At the episode’s end, Sherlock had decided Moriarty is definitely dead. Let’s hope so. But the writers are still stuck painted into a corner. Because how do you bring Moriarty back without it being some awful Saw-like contrivance where he has left dastardly video messages behind.
I’ve seen some suggestion online that, with all the talk of viruses this episode, Moriarty will be some computer AI. That, of course, would be fucking terrible.
Maybe I’m wrong though. This episode was better than series three, if still very flawed. Maybe this is the show stumbling its way back to the top; vomiting up the bile of last season.
We’ll find out in 2017 at some point. Steven Moffat and Mark Gatiss have a year to get out of the box they locked themselves in. Here’s hoping for a Great Houdini. Or a great Sherlock Holmes.
- The opening scenes – Watson in Afghanistan, meeting a friend, being introduced to Sherlock at the mortuary – were the same as the opening to the very first episode, A Study in Pink, with much of the same dialogue and even the same actor playing Watson’s friend.
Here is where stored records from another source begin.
//! Logging setup.
//!
//! Console output always; a daily-rolling file when a log directory is
//! configured. Timestamps use the local timezone.

use chrono::{Local, Utc};
use std::path::Path;
use std::time::Duration;
use tokio_util::sync::CancellationToken;
use tracing::{debug, info, warn};
use tracing_appender::non_blocking::WorkerGuard;
use tracing_subscriber::{
    EnvFilter,
    fmt::{self, format::Writer, time::FormatTime},
    layer::SubscriberExt,
    util::SubscriberInitExt,
};

/// Default log filter directive.
pub const DEFAULT_LOG_FILTER: &str = "release_watch=info,sqlx=warn";

/// Prefix of rolled log files, e.g. `release-watch.log.2025-01-31`.
const LOG_FILE_PREFIX: &str = "release-watch.log";

/// Log retention period in days.
const LOG_RETENTION_DAYS: i64 = 7;

/// Formats timestamps in the server's local timezone.
#[derive(Debug, Clone, Copy)]
struct LocalTimer;

impl FormatTime for LocalTimer {
    fn format_time(&self, w: &mut Writer<'_>) -> std::fmt::Result {
        let now = Local::now();
        write!(w, "{}", now.format("%Y-%m-%dT%H:%M:%S%.3f%:z"))
    }
}

/// Initialize the global subscriber.
///
/// `RUST_LOG` overrides [`DEFAULT_LOG_FILTER`]. When `log_dir` is given the
/// returned guard must be kept alive for the file writer to flush.
pub fn init_logging(log_dir: Option<&Path>) -> crate::Result<Option<WorkerGuard>> {
    let filter =
        EnvFilter::try_from_default_env().unwrap_or_else(|_| EnvFilter::new(DEFAULT_LOG_FILTER));

    let (file_layer, guard) = match log_dir {
        Some(dir) => {
            std::fs::create_dir_all(dir)?;
            let file_appender = tracing_appender::rolling::daily(dir, LOG_FILE_PREFIX);
            let (non_blocking, guard) = tracing_appender::non_blocking(file_appender);
            let layer = fmt::layer()
                .with_writer(non_blocking)
                .with_ansi(false)
                .with_timer(LocalTimer);
            (Some(layer), Some(guard))
        }
        None => (None, None),
    };

    tracing_subscriber::registry()
        .with(filter)
        .with(fmt::layer().with_ansi(true).with_timer(LocalTimer))
        .with(file_layer)
        .try_init()
        .map_err(|e| {
            crate::Error::Other(format!("Failed to set global default subscriber: {}", e))
        })?;

    Ok(guard)
}

/// Delete rolled log files older than `LOG_RETENTION_DAYS`, once a day.
pub fn start_retention_cleanup(log_dir: &Path, cancel_token: CancellationToken) {
    let log_dir = log_dir.to_path_buf();

    tokio::spawn(async move {
        let cleanup_interval = Duration::from_secs(24 * 60 * 60);

        loop {
            if let Err(e) = cleanup_old_logs(&log_dir, LOG_RETENTION_DAYS).await {
                warn!(error = %e, "Failed to cleanup old logs");
            }
            tokio::select! {
                _ = cancel_token.cancelled() => {
                    debug!("Log retention cleanup task shutting down");
                    break;
                }
                _ = tokio::time::sleep(cleanup_interval) => {}
            }
        }
    });
}

/// Delete log files older than the specified number of days.
async fn cleanup_old_logs(log_dir: &Path, retention_days: i64) -> std::io::Result<usize> {
    let cutoff = (Utc::now() - chrono::Duration::days(retention_days)).date_naive();

    let mut entries = tokio::fs::read_dir(log_dir).await?;
    let mut deleted_count = 0;

    while let Some(entry) = entries.next_entry().await? {
        let path = entry.path();
        if !path.is_file() {
            continue;
        }

        let Some(date_str) = path
            .file_name()
            .and_then(|n| n.to_str())
            .and_then(|n| n.strip_prefix(LOG_FILE_PREFIX))
            .and_then(|n| n.strip_prefix('.'))
        else {
            continue;
        };

        let Ok(file_date) = chrono::NaiveDate::parse_from_str(date_str, "%Y-%m-%d") else {
            continue;
        };

        if file_date < cutoff {
            match tokio::fs::remove_file(&path).await {
                Ok(()) => {
                    deleted_count += 1;
                    debug!(path = %path.display(), "Deleted old log file");
                }
                Err(e) => warn!(path = %path.display(), error = %e, "Failed to delete old log file"),
            }
        }
    }

    if deleted_count > 0 {
        info!(count = deleted_count, "Cleaned up old log files");
    }

    Ok(deleted_count)
}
- ‘Pure reason toppled by melodrama, your life in a nutshell’ – maybe, but it’s not a justification for unbelievable twists and poor plotting.
- ‘You can’t set a trap without bait.’ ‘My husband is not bait, Mr Holmes.’ ‘No, but he could be if we play our cards right.’
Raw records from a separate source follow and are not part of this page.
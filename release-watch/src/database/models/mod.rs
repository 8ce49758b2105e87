//! Database models for release-watch.
//!
//! These models map directly to the database schema.

pub mod version;
pub mod watched_item;

pub use version::*;
pub use watched_item::*;
//! Watched item database model.

use serde::{Deserialize, Serialize};
use sqlx::FromRow;

use crate::database::time::now_ms;
use crate::domain::{SourceKind, TrackedItem};
use crate::{Error, Result};

/// One row of the watch list.
#[derive(Debug, Clone, FromRow, Serialize, Deserialize)]
pub struct WatchedItemDbModel {
    /// Source kind: github, docker
    pub source_kind: String,
    pub identifier: String,
    /// Unix epoch milliseconds
    pub created_at: i64,
}

impl WatchedItemDbModel {
    pub fn new(item: &TrackedItem) -> Self {
        Self {
            source_kind: item.source_kind.as_str().to_string(),
            identifier: item.identifier.clone(),
            created_at: now_ms(),
        }
    }

    pub fn to_tracked_item(&self) -> Result<TrackedItem> {
        let kind = self.source_kind.parse::<SourceKind>().map_err(|_| {
            Error::Database(format!("unknown source kind '{}'", self.source_kind))
        })?;
        Ok(TrackedItem::new(kind, self.identifier.clone()))
    }
}
//! API route modules.

pub mod health;
pub mod versions;
pub mod watch;

use axum::Router;
use tower_http::trace::{DefaultMakeSpan, DefaultOnResponse, TraceLayer};
use tracing::Level;

use crate::api::server::AppState;

/// Create the main API router with all routes.
///
/// Requests under `/api` are traced; health probes are not.
pub fn create_router(state: AppState) -> Router {
    let api = Router::new()
        .nest("/api/watch", watch::router())
        .nest("/api/versions", versions::router())
        .layer(
            TraceLayer::new_for_http()
                .make_span_with(DefaultMakeSpan::new().level(Level::INFO))
                .on_response(DefaultOnResponse::new().level(Level::INFO)),
        );

    Router::new()
        .merge(api)
        .nest("/health", health::router())
        .with_state(state)
}
//! Mapping of crate errors onto HTTP responses.

use axum::{
    Json,
    http::StatusCode,
    response::{IntoResponse, Response},
};
use serde::Serialize;
use tracing::error;

use crate::error::Error;

pub type ApiResult<T> = Result<T, ApiError>;

/// An error answered as `{"code": .., "message": ..}`.
#[derive(Debug, Serialize)]
pub struct ApiError {
    #[serde(skip)]
    pub status: StatusCode,
    pub code: &'static str,
    pub message: String,
}

impl ApiError {
    fn with_status(status: StatusCode, code: &'static str, message: impl Into<String>) -> Self {
        Self {
            status,
            code,
            message: message.into(),
        }
    }

    pub fn bad_request(message: impl Into<String>) -> Self {
        Self::with_status(StatusCode::BAD_REQUEST, "BAD_REQUEST", message)
    }

    pub fn not_found(message: impl Into<String>) -> Self {
        Self::with_status(StatusCode::NOT_FOUND, "NOT_FOUND", message)
    }

    pub fn conflict(message: impl Into<String>) -> Self {
        Self::with_status(StatusCode::CONFLICT, "CONFLICT", message)
    }

    /// 422, for well-formed requests carrying an unusable identifier.
    pub fn validation(message: impl Into<String>) -> Self {
        Self::with_status(StatusCode::UNPROCESSABLE_ENTITY, "VALIDATION_ERROR", message)
    }

    pub fn internal(message: impl Into<String>) -> Self {
        Self::with_status(StatusCode::INTERNAL_SERVER_ERROR, "INTERNAL_ERROR", message)
    }

    /// 503, when the state was built without a store.
    pub fn service_unavailable(message: impl Into<String>) -> Self {
        Self::with_status(StatusCode::SERVICE_UNAVAILABLE, "SERVICE_UNAVAILABLE", message)
    }
}

impl IntoResponse for ApiError {
    fn into_response(self) -> Response {
        (self.status, Json(self)).into_response()
    }
}

impl From<Error> for ApiError {
    fn from(err: Error) -> Self {
        match err {
            Error::NotFound { .. } => Self::not_found(err.to_string()),
            Error::Conflict { .. } => Self::conflict(err.to_string()),
            Error::Validation(msg) => Self::validation(msg),
            Error::Configuration(msg) => Self::bad_request(msg),
            Error::DatabaseSqlx(_) | Error::Database(_) | Error::Migration(_) => {
                error!(error = %err, "Database error while handling request");
                Self::internal("Database error occurred")
            }
            other => {
                error!(error = %other, "Unexpected error while handling request");
                Self::internal("An unexpected error occurred")
            }
        }
    }
}

#[cfg(test)]
mod tests {
    use super::*;

    #[test]
    fn test_error_mapping() {
        let err: ApiError = Error::not_found("watched item", "github:acme/app").into();
        assert_eq!(err.status, StatusCode::NOT_FOUND);
        assert_eq!(err.code, "NOT_FOUND");
        assert_eq!(err.message, "watched item github:acme/app not found");

        let err: ApiError = Error::conflict("watched item", "github:acme/app").into();
        assert_eq!(err.status, StatusCode::CONFLICT);

        let err: ApiError = Error::validation("identifier must not be empty").into();
        assert_eq!(err.status, StatusCode::UNPROCESSABLE_ENTITY);
        assert_eq!(err.message, "identifier must not be empty");

        let err: ApiError = Error::Database("locked".to_string()).into();
        assert_eq!(err.status, StatusCode::INTERNAL_SERVER_ERROR);
        assert!(!err.message.contains("locked"));
    }

    #[test]
    fn test_body_omits_status() {
        let body = serde_json::to_value(ApiError::conflict("taken")).unwrap();
        assert_eq!(body, serde_json::json!({"code": "CONFLICT", "message": "taken"}));
    }
}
- ‘I fear she’s branched into literary criticism by means of satire; it is a distressing trend in the modern landlady.’ I feel like that’s a reference to something; not sure what though.
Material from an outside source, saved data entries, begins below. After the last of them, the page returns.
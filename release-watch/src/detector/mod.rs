//! Change detection.
//!
//! The detector is the only place that decides whether a fetched snapshot is
//! news. A changed version is persisted before its [`ReleaseEvent`] exists, so
//! a notification can never precede the store update that records it.

use std::sync::Arc;

use serde::{Deserialize, Serialize};
use tracing::{debug, info};

use crate::Result;
use crate::database::repositories::VersionRepository;
use crate::domain::{ReleaseEvent, ReleaseSnapshot};

/// What to do the first time an item is observed.
#[derive(
    Debug,
    Clone,
    Copy,
    Default,
    PartialEq,
    Eq,
    Serialize,
    Deserialize,
    strum::Display,
    strum::EnumString,
)]
#[serde(rename_all = "snake_case")]
#[strum(serialize_all = "snake_case")]
pub enum FirstSeenPolicy {
    /// Record the version and notify.
    #[default]
    Notify,
    /// Record the version without notifying.
    SeedOnly,
}

/// Compares snapshots against the version store.
pub struct ChangeDetector<V: VersionRepository + ?Sized + 'static> {
    versions: Arc<V>,
    first_seen: FirstSeenPolicy,
}

impl<V: VersionRepository + ?Sized + 'static> ChangeDetector<V> {
    pub fn new(versions: Arc<V>) -> Self {
        Self::with_policy(versions, FirstSeenPolicy::default())
    }

    pub fn with_policy(versions: Arc<V>, first_seen: FirstSeenPolicy) -> Self {
        Self {
            versions,
            first_seen,
        }
    }

    pub fn first_seen_policy(&self) -> FirstSeenPolicy {
        self.first_seen
    }

    /// Decide whether `snapshot` is a new version.
    ///
    /// Returns `Ok(None)` when the stored marker is identical. A store read
    /// error is returned as is and never mistaken for an absent row; an
    /// upsert error also fails, so no event exists for an unrecorded version.
    pub async fn detect(&self, snapshot: ReleaseSnapshot) -> Result<Option<ReleaseEvent>> {
        let stored = self.versions.get(&snapshot.item).await?;

        let first_seen = match &stored {
            Some(row) if row.version_marker == snapshot.version_marker => {
                debug!(item = %snapshot.item, marker = %snapshot.version_marker, "No change");
                return Ok(None);
            }
            Some(_) => false,
            None => true,
        };

        self.versions
            .upsert(
                &snapshot.item,
                &snapshot.version_marker,
                snapshot.stored_changelog(),
            )
            .await?;

        if first_seen && self.first_seen == FirstSeenPolicy::SeedOnly {
            info!(item = %snapshot.item, marker = %snapshot.version_marker, "Seeded first version");
            return Ok(None);
        }

        info!(
            item = %snapshot.item,
            previous = stored.as_ref().map(|row| row.version_marker.as_str()).unwrap_or("-"),
            marker = %snapshot.version_marker,
            "New version detected"
        );
        Ok(Some(ReleaseEvent::from_snapshot(snapshot)))
    }
}

#[cfg(test)]
mod tests {
    use super::*;
    use crate::database::Database;
    use crate::database::models::VersionDbModel;
    use crate::database::repositories::SqlxVersionRepository;
    use crate::domain::TrackedItem;
    use crate::error::Error;
    use async_trait::async_trait;
    use std::sync::atomic::{AtomicUsize, Ordering};

    async fn store() -> Arc<SqlxVersionRepository> {
        let db = Database::in_memory().await.unwrap();
        Arc::new(SqlxVersionRepository::new(db.pool, db.write_pool))
    }

    fn snapshot(marker: &str) -> ReleaseSnapshot {
        ReleaseSnapshot::new(
            TrackedItem::github("acme/app"),
            marker,
            format!("https://github.com/acme/app/releases/tag/{marker}"),
        )
        .with_changelog(format!("notes for {marker}"))
    }

    /// Fails reads or writes on demand and counts upserts.
    #[derive(Default)]
    struct BrokenStore {
        fail_get: bool,
        stored: Option<String>,
        upserts: AtomicUsize,
    }

    #[async_trait]
    impl VersionRepository for BrokenStore {
        async fn get(&self, item: &TrackedItem) -> Result<Option<VersionDbModel>> {
            if self.fail_get {
                return Err(Error::Database("disk I/O error".to_string()));
            }
            Ok(self.stored.as_ref().map(|marker| VersionDbModel {
                source_kind: item.source_kind.as_str().to_string(),
                identifier: item.identifier.clone(),
                version_marker: marker.clone(),
                changelog: String::new(),
                updated_at: 0,
            }))
        }

        async fn upsert(&self, _item: &TrackedItem, _marker: &str, _changelog: &str) -> Result<()> {
            self.upserts.fetch_add(1, Ordering::SeqCst);
            Err(Error::Database("database is full".to_string()))
        }

        async fn list_recent(&self, _limit: u32) -> Result<Vec<VersionDbModel>> {
            Ok(Vec::new())
        }

        async fn prune_orphans(&self) -> Result<u64> {
            Ok(0)
        }
    }

    #[tokio::test]
    async fn test_first_seen_notifies_and_records() {
        let versions = store().await;
        let detector = ChangeDetector::new(versions.clone());

        let event = detector.detect(snapshot("v1.0.0")).await.unwrap().unwrap();
        assert_eq!(event.version_marker, "v1.0.0");

        let row = versions.get(&TrackedItem::github("acme/app")).await.unwrap().unwrap();
        assert_eq!(row.version_marker, "v1.0.0");
        assert_eq!(row.changelog, "notes for v1.0.0");
    }

    #[tokio::test]
    async fn test_same_marker_is_idempotent() {
        let versions = store().await;
        let detector = ChangeDetector::new(versions.clone());

        assert!(detector.detect(snapshot("v1.0.0")).await.unwrap().is_some());
        let before = versions.get(&TrackedItem::github("acme/app")).await.unwrap().unwrap();

        for _ in 0..3 {
            assert!(detector.detect(snapshot("v1.0.0")).await.unwrap().is_none());
        }
        let after = versions.get(&TrackedItem::github("acme/app")).await.unwrap().unwrap();
        assert_eq!(before.updated_at, after.updated_at);
    }

    #[tokio::test]
    async fn test_changed_marker_emits_one_event() {
        let versions = store().await;
        let detector = ChangeDetector::new(versions.clone());

        detector.detect(snapshot("v1.0.0")).await.unwrap();
        let event = detector.detect(snapshot("v1.1.0")).await.unwrap().unwrap();
        assert_eq!(event.version_marker, "v1.1.0");
        assert!(detector.detect(snapshot("v1.1.0")).await.unwrap().is_none());

        // Markers are compared for equality only, never ordered.
        let event = detector.detect(snapshot("v0.9.0")).await.unwrap();
        assert!(event.is_some());
    }

    #[tokio::test]
    async fn test_image_changelog_is_not_stored() {
        let versions = store().await;
        let detector = ChangeDetector::new(versions.clone());
        let item = TrackedItem::docker("library/nginx");
        let snapshot = ReleaseSnapshot::new(item.clone(), "sha256:abc", "https://hub.docker.com/_/nginx")
            .with_changelog("ignored");

        detector.detect(snapshot).await.unwrap();
        let row = versions.get(&item).await.unwrap().unwrap();
        assert_eq!(row.changelog, "");
    }

    #[tokio::test]
    async fn test_seed_only_policy() {
        let versions = store().await;
        let detector = ChangeDetector::with_policy(versions.clone(), FirstSeenPolicy::SeedOnly);

        assert!(detector.detect(snapshot("v1.0.0")).await.unwrap().is_none());
        assert!(versions.get(&TrackedItem::github("acme/app")).await.unwrap().is_some());
        assert!(detector.detect(snapshot("v1.0.1")).await.unwrap().is_some());
    }

    #[tokio::test]
    async fn test_read_failure_is_not_absent() {
        let versions = Arc::new(BrokenStore {
            fail_get: true,
            ..Default::default()
        });
        let detector = ChangeDetector::new(versions.clone());

        assert!(detector.detect(snapshot("v1.0.0")).await.is_err());
        assert_eq!(versions.upserts.load(Ordering::SeqCst), 0);
    }

    #[tokio::test]
    async fn test_write_failure_suppresses_event() {
        let versions = Arc::new(BrokenStore {
            stored: Some("v1.0.0".to_string()),
            ..Default::default()
        });
        let detector = ChangeDetector::new(versions.clone());

        assert!(detector.detect(snapshot("v1.1.0")).await.is_err());
        assert_eq!(versions.upserts.load(Ordering::SeqCst), 1);
    }

    #[test]
    fn test_policy_parse() {
        assert_eq!("seed_only".parse::<FirstSeenPolicy>().unwrap(), FirstSeenPolicy::SeedOnly);
        assert_eq!(FirstSeenPolicy::default().to_string(), "notify");
    }
}
//! Notification channels.
//!
//! This module provides the channels release events are delivered to:
//! - ntfy (push)
//! - Gotify (push)
//! - Discord webhooks
//! - Slack incoming webhooks

mod discord;
mod gotify;
mod ntfy;
mod slack;

#[cfg(test)]
pub(crate) mod test_support;

pub use discord::{DISCORD_MESSAGE_LIMIT, DiscordChannel, DiscordConfig};
pub use gotify::{GotifyChannel, GotifyConfig};
pub use ntfy::{NTFY_MESSAGE_LIMIT, NtfyChannel, NtfyConfig};
pub use slack::{SLACK_TEXT_LIMIT, SlackChannel, SlackConfig};

use std::sync::Arc;

use async_trait::async_trait;
use reqwest::{Client, StatusCode};
use serde::{Deserialize, Serialize};
use tracing::info;

use super::payload::{ChannelPayload, SendError};
use crate::domain::{ReleaseEvent, SourceKind};

/// Trait for notification channels.
///
/// Detection happens once, upstream; a channel only shapes and delivers.
#[async_trait]
pub trait NotificationChannel: Send + Sync {
    /// Get the channel type name.
    fn channel_type(&self) -> &'static str;

    /// A channel with missing required settings is disabled.
    fn is_enabled(&self) -> bool;

    /// Whether events of this source kind are delivered to the channel.
    fn supports(&self, _kind: SourceKind) -> bool {
        true
    }

    /// Shape an event into this channel's payload. Pure, never fails.
    fn format(&self, event: &ReleaseEvent) -> ChannelPayload;

    /// Whether a response status counts as delivered.
    fn accepts_status(&self, status: StatusCode) -> bool;

    /// Deliver a payload with a single request.
    async fn send(&self, payload: &ChannelPayload) -> Result<(), SendError>;
}

/// Configuration for every supported channel.
#[derive(Debug, Clone, Default, Serialize, Deserialize)]
pub struct ChannelsConfig {
    #[serde(default)]
    pub ntfy: NtfyConfig,
    #[serde(default)]
    pub gotify: GotifyConfig,
    #[serde(default)]
    pub discord: DiscordConfig,
    #[serde(default)]
    pub slack: SlackConfig,
}

impl ChannelsConfig {
    /// Type names of the channels whose required settings are present.
    pub fn enabled_types(&self) -> Vec<&'static str> {
        let mut types = Vec::new();
        if self.ntfy.is_configured() {
            types.push("ntfy");
        }
        if self.gotify.is_configured() {
            types.push("gotify");
        }
        if self.discord.is_configured() {
            types.push("discord");
        }
        if self.slack.is_configured() {
            types.push("slack");
        }
        types
    }
}

/// Build the enabled channels, sharing one HTTP client.
pub fn build_channels(config: &ChannelsConfig, client: Client) -> Vec<Arc<dyn NotificationChannel>> {
    let candidates: Vec<Arc<dyn NotificationChannel>> = vec![
        Arc::new(NtfyChannel::with_client(config.ntfy.clone(), client.clone())),
        Arc::new(GotifyChannel::with_client(config.gotify.clone(), client.clone())),
        Arc::new(DiscordChannel::with_client(config.discord.clone(), client.clone())),
        Arc::new(SlackChannel::with_client(config.slack.clone(), client)),
    ];

    let channels: Vec<_> = candidates.into_iter().filter(|c| c.is_enabled()).collect();
    for channel in &channels {
        info!(channel = channel.channel_type(), "Notification channel enabled");
    }
    channels
}
//! Version database model.

use chrono::{DateTime, Utc};
use serde::{Deserialize, Serialize};
use sqlx::FromRow;

use crate::database::time::ms_to_datetime;

/// Last observed version of a tracked item.
///
/// `version_marker` is the marker a notification was last dispatched for
/// (or the one recorded on first observation).
#[derive(Debug, Clone, PartialEq, Eq, FromRow, Serialize, Deserialize)]
pub struct VersionDbModel {
    /// Source kind: github, docker
    pub source_kind: String,
    pub identifier: String,
    pub version_marker: String,
    /// Cached changelog; empty for container images
    pub changelog: String,
    /// Unix epoch milliseconds
    pub updated_at: i64,
}

impl VersionDbModel {
    pub fn updated_at(&self) -> DateTime<Utc> {
        ms_to_datetime(self.updated_at)
    }
}
//! Release fetchers.
//!
//! A fetcher turns a [`TrackedItem`] into the latest [`ReleaseSnapshot`]
//! published by its registry. [`FetcherSet`] routes items to the fetcher for
//! their source kind.

mod docker;
mod github;

pub use docker::{DOCKER_HUB_API, DockerHubConfig, DockerHubFetcher};
pub use github::{GITHUB_API, GithubConfig, GithubFetcher};

use std::sync::Arc;

use async_trait::async_trait;
use reqwest::Client;
use thiserror::Error;

use crate::domain::{ReleaseSnapshot, SourceKind, TrackedItem};

/// Failure to fetch one item. Never fatal for a cycle.
#[derive(Debug, Clone, PartialEq, Eq, Error)]
pub enum FetchError {
    #[error("{url} returned {status}")]
    Status { status: u16, url: String },

    #[error("request failed: {0}")]
    Transport(String),

    #[error("unexpected response: {0}")]
    Decode(String),

    #[error("no fetcher for {0} items")]
    Unsupported(SourceKind),
}

impl FetchError {
    pub fn status(&self) -> Option<u16> {
        match self {
            Self::Status { status, .. } => Some(*status),
            _ => None,
        }
    }
}

impl From<reqwest::Error> for FetchError {
    fn from(err: reqwest::Error) -> Self {
        if err.is_decode() {
            Self::Decode(err.to_string())
        } else if let Some(status) = err.status() {
            Self::Status {
                status: status.as_u16(),
                url: err.url().map(|u| u.to_string()).unwrap_or_default(),
            }
        } else {
            Self::Transport(err.to_string())
        }
    }
}

/// Source of the latest release of a tracked item.
#[async_trait]
pub trait ReleaseFetcher: Send + Sync {
    /// Fetch the newest published version of `item`.
    async fn fetch_latest(&self, item: &TrackedItem) -> Result<ReleaseSnapshot, FetchError>;
}

/// One fetcher per source kind.
#[derive(Clone)]
pub struct FetcherSet {
    github: Arc<dyn ReleaseFetcher>,
    docker: Arc<dyn ReleaseFetcher>,
}

impl FetcherSet {
    pub fn new(github: Arc<dyn ReleaseFetcher>, docker: Arc<dyn ReleaseFetcher>) -> Self {
        Self { github, docker }
    }

    /// Build the registry-backed fetchers sharing one HTTP client.
    pub fn from_config(github: GithubConfig, docker: DockerHubConfig, client: Client) -> Self {
        Self::new(
            Arc::new(GithubFetcher::new(github, client.clone())),
            Arc::new(DockerHubFetcher::new(docker, client)),
        )
    }

    pub fn fetcher_for(&self, kind: SourceKind) -> &Arc<dyn ReleaseFetcher> {
        match kind {
            SourceKind::SourceRepository => &self.github,
            SourceKind::ContainerImage => &self.docker,
        }
    }
}

#[async_trait]
impl ReleaseFetcher for FetcherSet {
    async fn fetch_latest(&self, item: &TrackedItem) -> Result<ReleaseSnapshot, FetchError> {
        self.fetcher_for(item.source_kind).fetch_latest(item).await
    }
}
- Directing was okay, if a little more prosaic than in previous episodes. I liked the transition from the ghostly maze to Sherlock’s fingers.
- ‘We all have a past, Watson – ghosts: they are the shadows that define our every sunny day.’
- The scenes between Moriarty and Sherlock are great, and Andrew Scott and Benedict Cumberbatch play-off each other incredibly well. I can see why the writers are desperate to keep Moriarty in the show. If you don’t won’t to lose a character though, don’t kill them.
- What is the true reality: 21st century Sherlock dreaming the 19th century, or 19th century Sherlock imagining the future? It’s the former, obviously, unless 19th century Sherlock is so incredible he can accurately predict every single aspect of the 21st century, right down to the cultural references.
- ‘Let’s not get into all that again’ Sherlock says of his fake death. Yes, let’s not, seeing as it was an awful low point for the show.
- ‘Socialists, anarchists, the French, the suffragettes… the Scots?’ ‘Are you aware of recent theories concerning what is called paranoia?’ ‘Ooh, sounds Serbian.’
- If the 19th century scenes took place in Sherlock’s head then every character should have come from his imagining. But why was Watson sexist? Does Sherlock see Watson as sexist? And his brother as, what, gluttonous? And Molly as… manly? I feel they could have done this better, assuming they tried to do it at all.
- Here’s a huge rebuttal I found online to the view that Stephen Moffat is sexist. I think it reaches quite a bit at times, but I found it an interesting read.
- Has Sherlock been a poor show for female characters? This episode’s obvious feminist theme made me wonder. I remember a pretty poor Guardian article arguing it was sexist, but nothing stands out for me as being particularly bad, although Watson’s wife Mary is a pretty useless and terrible character for the most part, to the extent I feel the need to prefix her name with ‘Watson’s wife’ everytime I mention her.